There are amazing gambling alleys near here (Minami area of Osaka) with countless ball bearings which get shovelled into machines that bounce them round and spit them out again at their own whim. In the morning there were queues outside, the addicts reading comics waiting for it to open so they can get their fix. Another place people were betting at machines in groups round a real, physical electro-magnetic horse race (see picture). Others had chosen a curious automatic roulette-like wheel, or something else a bit like a lottery machine.

I spotted an interesting hybrid of a collectable card game and a football video game. The machine had a flat table where you place the cards for your team members, putting them in defence, midfield and so on. Some electriconic wizardry then detected who each card was, and the player appeared in the computer game. The marketing genius of this is breathtaking.

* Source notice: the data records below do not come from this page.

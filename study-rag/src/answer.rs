//! Grounded question answering with citations.

use serde::{Deserialize, Serialize};
use tracing::{debug, error, info};

use crate::completion::CompletionOptions;
use crate::document::ScoredChunk;
use crate::error::{Result, StudyError};
use crate::gateway::CompletionGateway;
use crate::prompts::{self, INSUFFICIENT_CONTEXT_ANSWER, QA_TEMPLATE};
use crate::retriever::Retriever;

/// A source reference attached to an answer.
///
/// Built from the retrieval result, never parsed out of model output.
#[derive(Debug, Clone, Serialize, Deserialize, PartialEq)]
pub struct Citation {
    /// The `[n]` marker used for this chunk in the prompt.
    pub marker: usize,
    pub document_id: String,
    pub source: String,
    pub chunk_id: String,
    pub sequence: usize,
    pub page: usize,
    /// Byte offset of the cited span in the document text.
    pub start: usize,
    /// Byte offset one past the cited span.
    pub end: usize,
    pub score: f32,
    pub excerpt: String,
}

impl Citation {
    fn from_hit(marker: usize, hit: &ScoredChunk) -> Self {
        let chunk = &hit.chunk;
        Self {
            marker,
            document_id: chunk.document_id.clone(),
            source: chunk.source.clone(),
            chunk_id: chunk.id.clone(),
            sequence: chunk.sequence,
            page: chunk.page,
            start: chunk.start,
            end: chunk.end,
            score: hit.score,
            excerpt: chunk.excerpt(),
        }
    }
}

/// The result of [`AnswerSynthesizer::answer`].
#[derive(Debug, Clone, Serialize, Deserialize, PartialEq)]
pub struct Answer {
    pub text: String,
    pub citations: Vec<Citation>,
    /// `false` when no context was found and no model call was made.
    pub grounded: bool,
}

impl Answer {
    /// The fixed response for questions with no retrievable context.
    pub fn insufficient_context() -> Self {
        Self { text: INSUFFICIENT_CONTEXT_ANSWER.to_string(), citations: Vec::new(), grounded: false }
    }
}

/// Answers questions from retrieved context only.
#[derive(Clone)]
pub struct AnswerSynthesizer {
    retriever: Retriever,
    completion: CompletionGateway,
    options: CompletionOptions,
    context_char_budget: usize,
}

impl AnswerSynthesizer {
    pub fn new(
        retriever: Retriever,
        completion: CompletionGateway,
        options: CompletionOptions,
        context_char_budget: usize,
    ) -> Self {
        Self { retriever, completion, options, context_char_budget }
    }

    /// Answer `question` from the top `k` retrieved chunks.
    ///
    /// # Errors
    ///
    /// Returns [`StudyError::InvalidInput`] for an empty question or zero
    /// `k`, or a gateway error if retrieval or generation fails after the
    /// gateway's retry.
    pub async fn answer(&self, question: &str, k: usize) -> Result<Answer> {
        let question = question.trim();
        if question.is_empty() {
            return Err(StudyError::InvalidInput("question must not be empty".to_string()));
        }
        if k == 0 {
            return Err(StudyError::InvalidInput("k must be greater than zero".to_string()));
        }

        let hits = self.retriever.retrieve(question, k).await?;
        if hits.is_empty() {
            info!(question, "no context retrieved, returning insufficient-context answer");
            return Ok(Answer::insufficient_context());
        }

        let context =
            prompts::labelled_context(hits.iter().map(|h| &h.chunk), self.context_char_budget);
        if context.chunk_count < hits.len() {
            debug!(
                retrieved = hits.len(),
                in_prompt = context.chunk_count,
                "context budget reached, dropping trailing hits"
            );
        }
        let prompt =
            prompts::render(QA_TEMPLATE, &[("context", context.text.as_str()), ("question", question)]);
        let text = self.completion.complete(&prompt, &self.options).await.map_err(|e| {
            error!(error = %e, "answer generation failed");
            e
        })?;

        // Only chunks the model actually saw are cited.
        let citations: Vec<Citation> = hits[..context.chunk_count]
            .iter()
            .enumerate()
            .map(|(i, hit)| Citation::from_hit(i + 1, hit))
            .collect();
        info!(question, citation_count = citations.len(), "answer generated");

        Ok(Answer { text: text.trim().to_string(), citations, grounded: true })
    }
}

As I wondered round these gaming alleys, to my surprise I found something that I had to have a go on. There were two typing arcade machines, one of which was Typing of the Dead which I’d played at work a few times. Basically there’s a keyboard, and monsters appear on the screen with words next to them. You type the word in as quick as you can and the monster gets shot with each key stroke and dies. I had a go on the second of the machines, which often featured moving vehicles that you were on the back of so the words would shake about and go in and out of view. I can type very fast, and was disappointed that no audience gathered round me like they would at Creature Labs. All the words are in Japanese, but luckily they print them in roman alphabet letters as well as hiragana. That is until stage eight, which rather unfairly involved a strange scene with cryptic go-go dancers. The words would appear asterisked out, with characters appearing at random so you had to guess what it was before it was completely formed. The unfairness? No romanji. I sat there aghast, shouted out loud “that’s unfair!”, peering at the unfathomable hiragana, pounding the keyboard at random as the ballerinas pirouhetted round and obliterated me with their curious gunfire.

The young professionals staying in the capsule hotel have other sorts of entertainment in the area. At first I was quite excited by the signs for the 24 hour DVD viewing place, with individual private rooms. Cool, I can catch up on exactly the movies I want to see that I’ve missed. Upon closer inspection though they turned out to be not serving that kind of film…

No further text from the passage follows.